Heat Transfer (Solar Radiation)

In summary, the student is trying to solve for the solar radiation coming into a room, given the temperature of the sun, the temperature of the room, and the surface emissivity. They are not sure how to calculate the alpha of the surface.
  • #1
Chibus
5
0

Homework Statement



This questions relates to solar radiation and heat balance. I'm having trouble with part (b) of the question, having solved (a) already.

The question is found in the following image:

xogvvb.jpg


Homework Equations





The Attempt at a Solution



Qconv=h*A*(T-Tambient)=420 W

Qconv=420 W
A=2m^2
Tambient=303 K

Given T=(The equation found in the link)^(1/4)

Emissivity=0.9
Ne=0.15
Gsn=1000 W/m^2
Aplate=2m^2
Stefan-Boltzman Constant=5.7E-8

The only thing I need is the abosrbance (alpha) of the surface.

I'm really unsure of how to calculate it, given I don't have the temperature of the sun.

Can anyone shed some light?



On a related note, regarding Kirchoffs law of thermal radiation:

Emissivity=Absorbance, given equilibrium temperature.

I'm having some trouble understanding where I can use this relationship. For example, in the given problem, I know that in the instant of time being looked at, the system is in equilibrium. Thus, I can say that the emissivity of the surface is equal to the absorbivity, however, this relationship doesn't apply when I am considering radiation coming in from the sun?
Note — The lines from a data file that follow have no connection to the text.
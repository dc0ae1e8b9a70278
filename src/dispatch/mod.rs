//! Dispatcher: expands a route or `backend:model` literal into an
//! attempt sequence, then executes attempts strictly sequentially with
//! rate-limiter and credential-health pre-checks, stopping at the first
//! success or the sequence's exhaustion.

pub mod attempt_log;
pub mod failover;
pub mod rate_limiter;

use std::collections::HashMap;
use std::sync::Arc;

use futures::StreamExt;

use crate::backend::{ActiveCredential, BackendConnector, BackendRegistry, BackendStream};
use crate::canonical::{CanonicalChatRequest, CanonicalChatResponse};
use crate::config::{AppConfig, RateLimitConfig};
use crate::error::ProxyError;
use crate::telemetry::{WireCaptureEntry, WireCaptureLog, WireDirection};
use attempt_log::{AllAttemptsFailed, AttemptLog, AttemptOutcome};
use failover::AttemptSpec;
use rate_limiter::RateLimiter;

/// What the dispatcher needs from the credential manager per attempt:
/// resolve a `(backend, key_name)` pair to an `ActiveCredential` if (and
/// only if) it is currently functional. Implemented by
/// `credentials::CredentialManager`; defined here since the dispatcher
/// is this capability's first consumer.
#[async_trait::async_trait]
pub trait CredentialSource: Send + Sync {
    async fn resolve(&self, backend: &str, key_name: &str) -> Option<ActiveCredential>;

    /// Mark `(backend, key_name)` unhealthy after an `Auth` failure.
    /// Default no-op so test doubles don't need to implement it.
    async fn record_failure(&self, _backend: &str, _key_name: &str, _reason: &str) {}
}

pub struct Dispatcher {
    registry: BackendRegistry,
    credentials: Arc<dyn CredentialSource>,
    rate_limiter: RateLimiter,
    rate_limit_scope: String,
    wire_capture: Arc<WireCaptureLog>,
}

pub enum DispatchOutcome {
    Response(CanonicalChatResponse, AttemptLog),
    Stream(BackendStream, AttemptLog),
}

impl Dispatcher {
    pub fn new(
        registry: BackendRegistry,
        credentials: Arc<dyn CredentialSource>,
        rate_limit: &RateLimitConfig,
        wire_capture: Arc<WireCaptureLog>,
    ) -> Self {
        Self {
            registry,
            credentials,
            rate_limiter: RateLimiter::new(rate_limit.limit, rate_limit.window_seconds),
            rate_limit_scope: rate_limit.scope.clone(),
            wire_capture,
        }
    }

    pub fn registry(&self) -> &BackendRegistry {
        &self.registry
    }

    /// Resolve `model` (a route name, or `backend:model` literal, or an
    /// explicit one-off route) into its attempt sequence.
    pub fn build_attempts(
        &self,
        model: &str,
        oneoff: Option<&crate::session::state::OneoffRoute>,
        config: &AppConfig,
    ) -> Vec<AttemptSpec> {
        if let Some(oneoff) = oneoff {
            return failover::expand_single(&oneoff.backend, &oneoff.model, &config.backends);
        }
        if let Some((backend, bare_model)) = model.split_once(':') {
            if config.backends.contains_key(backend) {
                return failover::expand_single(backend, bare_model, &config.backends);
            }
        }
        if let Some(route) = config.failover_routes.get(model) {
            return failover::expand_route(route, &config.backends);
        }
        Vec::new()
    }

    pub async fn dispatch(
        &self,
        mut request: CanonicalChatRequest,
        attempts: Vec<AttemptSpec>,
        client_api_key: Option<&str>,
        session_id: &str,
    ) -> Result<DispatchOutcome, AllAttemptsFailed> {
        let mut log = AttemptLog::new();

        for attempt in &attempts {
            let scope = rate_limiter::scope_key(
                &self.rate_limit_scope,
                &attempt.backend,
                &attempt.key_name,
                client_api_key,
            );
            if self.rate_limiter.try_acquire(&scope).is_err() {
                log.record_skip(&attempt.backend, &attempt.model, AttemptOutcome::SkippedRateLimited);
                continue;
            }
            log.rate_limit_budget = Some((self.rate_limiter.limit(), self.rate_limiter.remaining(&scope)));

            let Some(credential) = self.credentials.resolve(&attempt.backend, &attempt.key_name).await else {
                log.record_skip(&attempt.backend, &attempt.model, AttemptOutcome::SkippedUnhealthyCredential);
                continue;
            };

            let Some(connector) = self.registry.get(&attempt.backend) else {
                log.record_skip(&attempt.backend, &attempt.model, AttemptOutcome::SkippedUnhealthyCredential);
                continue;
            };

            request.model = attempt.model.clone();

            self.wire_capture
                .record(&WireCaptureEntry::new(
                    WireDirection::OutboundRequest,
                    attempt.backend.as_str(),
                    attempt.model.as_str(),
                    session_id,
                    serde_json::to_value(&request).unwrap_or(serde_json::Value::Null),
                ))
                .await;

            if request.stream {
                match connector.chat_completion_stream(&request, &credential).await {
                    Ok(stream) => {
                        log.record_success(&attempt.backend, &attempt.model, &attempt.key_name);
                        self.wire_capture
                            .record(&WireCaptureEntry::new(
                                WireDirection::StreamStart,
                                attempt.backend.as_str(),
                                attempt.model.as_str(),
                                session_id,
                                serde_json::Value::Null,
                            ))
                            .await;
                        let stream = wrap_stream_with_wire_capture(
                            self.wire_capture.clone(),
                            attempt.backend.clone(),
                            attempt.model.clone(),
                            session_id.to_string(),
                            stream,
                        );
                        return Ok(DispatchOutcome::Stream(stream, log));
                    }
                    Err(err) => {
                        if let ProxyError::Auth { backend, key_name } = &err {
                            self.credentials.record_failure(backend, key_name, &err.to_string()).await;
                        }
                        log.record_failure(&attempt.backend, &attempt.model, &attempt.key_name, &err);
                        if !err.is_failover_eligible() {
                            return Err(AllAttemptsFailed { log });
                        }
                    }
                }
            } else {
                match connector.chat_completion(&request, &credential).await {
                    Ok(response) => {
                        log.record_success(&attempt.backend, &attempt.model, &attempt.key_name);
                        self.wire_capture
                            .record(&WireCaptureEntry::new(
                                WireDirection::InboundResponse,
                                attempt.backend.as_str(),
                                attempt.model.as_str(),
                                session_id,
                                serde_json::to_value(&response).unwrap_or(serde_json::Value::Null),
                            ))
                            .await;
                        return Ok(DispatchOutcome::Response(response, log));
                    }
                    Err(err) => {
                        if let ProxyError::Auth { backend, key_name } = &err {
                            self.credentials.record_failure(backend, key_name, &err.to_string()).await;
                        }
                        log.record_failure(&attempt.backend, &attempt.model, &attempt.key_name, &err);
                        if !err.is_failover_eligible() {
                            return Err(AllAttemptsFailed { log });
                        }
                    }
                }
            }
        }

        Err(AllAttemptsFailed { log })
    }
}

/// Wraps a connector's raw stream so every chunk is appended to the
/// wire-capture log as it passes through, with a terminal `StreamEnd`
/// entry once the upstream sequence is exhausted (error or not) -
/// recorded ahead of the response pipeline's own middleware chain so
/// the capture reflects what the connector actually produced.
fn wrap_stream_with_wire_capture(
    wire_capture: Arc<WireCaptureLog>,
    backend: String,
    model: String,
    session_id: String,
    stream: BackendStream,
) -> BackendStream {
    let out = async_stream::stream! {
        let mut stream = stream;
        while let Some(item) = stream.next().await {
            let payload = match &item {
                Ok(chunk) => serde_json::to_value(chunk).unwrap_or(serde_json::Value::Null),
                Err(err) => serde_json::json!({"error": err.to_string()}),
            };
            wire_capture
                .record(&WireCaptureEntry::new(
                    WireDirection::StreamChunk,
                    backend.as_str(),
                    model.as_str(),
                    session_id.as_str(),
                    payload,
                ))
                .await;
            yield item;
        }
        wire_capture
            .record(&WireCaptureEntry::new(
                WireDirection::StreamEnd,
                backend.as_str(),
                model.as_str(),
                session_id.as_str(),
                serde_json::Value::Null,
            ))
            .await;
    };
    Box::pin(out)
}

/// Build the registry of connectors from config, one per configured
/// backend, sharing a single pooled `reqwest::Client` per
/// `spec.md` §4.3 / testable property 7.
pub fn build_registry(client: reqwest::Client, backends: &HashMap<String, crate::config::BackendConfig>) -> BackendRegistry {
    let mut registry = BackendRegistry::new();
    for (name, cfg) in backends {
        let connector: Arc<dyn BackendConnector> = match cfg.kind.as_str() {
            "openai" => crate::backend::openai::new_connector(client.clone()),
            "anthropic" => crate::backend::anthropic::new_connector(client.clone()),
            "gemini" => crate::backend::gemini::new_connector(client.clone()),
            "openai_compatible" => crate::backend::openai_compatible::new_connector(
                client.clone(),
                Box::leak(name.clone().into_boxed_str()),
                cfg.api_url.clone(),
                crate::backend::openai_compatible::AuthStyle::Bearer,
            ),
            other => {
                tracing::warn!(backend = name.as_str(), kind = other, "unknown backend kind, skipping");
                continue;
            }
        };
        registry = registry.register(name.clone(), connector);
    }
    registry
}

#[cfg(test)]
mod tests {
    use super::*;
    use crate::config::{BackendConfig, BackendKeyConfig};

    fn cfg_with_single_backend() -> AppConfig {
        let mut cfg = AppConfig::default();
        cfg.backends.insert(
            "openai".to_string(),
            BackendConfig {
                kind: "openai".into(),
                api_url: "https://api.openai.com/v1".into(),
                api_keys: vec![BackendKeyConfig { name: "k1".into(), secret: "sk-1".into() }],
                project_id: None,
                oauth_credentials_path: None,
            },
        );
        cfg
    }

    #[test]
    fn backend_colon_model_literal_expands_to_single_backend() {
        let registry = BackendRegistry::new();
        struct NoCreds;
        #[async_trait::async_trait]
        impl CredentialSource for NoCreds {
            async fn resolve(&self, _: &str, _: &str) -> Option<ActiveCredential> {
                None
            }
        }
        let dispatcher = Dispatcher::new(
            registry,
            Arc::new(NoCreds),
            &RateLimitConfig::default(),
            Arc::new(WireCaptureLog::disabled()),
        );
        let cfg = cfg_with_single_backend();
        let attempts = dispatcher.build_attempts("openai:gpt-4", None, &cfg);
        assert_eq!(attempts.len(), 1);
        assert_eq!(attempts[0].backend, "openai");
        assert_eq!(attempts[0].model, "gpt-4");
    }
}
The following is taken from a section of my lecture notes describing the radiation function and the solar absorbance:

i.e. I evalulate the absorbance of the surface at the temperature of the sun, but I evaluate the emissivity at the equilibrium temperature of the surface. I don't understand why this is so -

rlw8dd.png


Sorry fellas, just getting pretty confused here. Any help would be eternally appreciated.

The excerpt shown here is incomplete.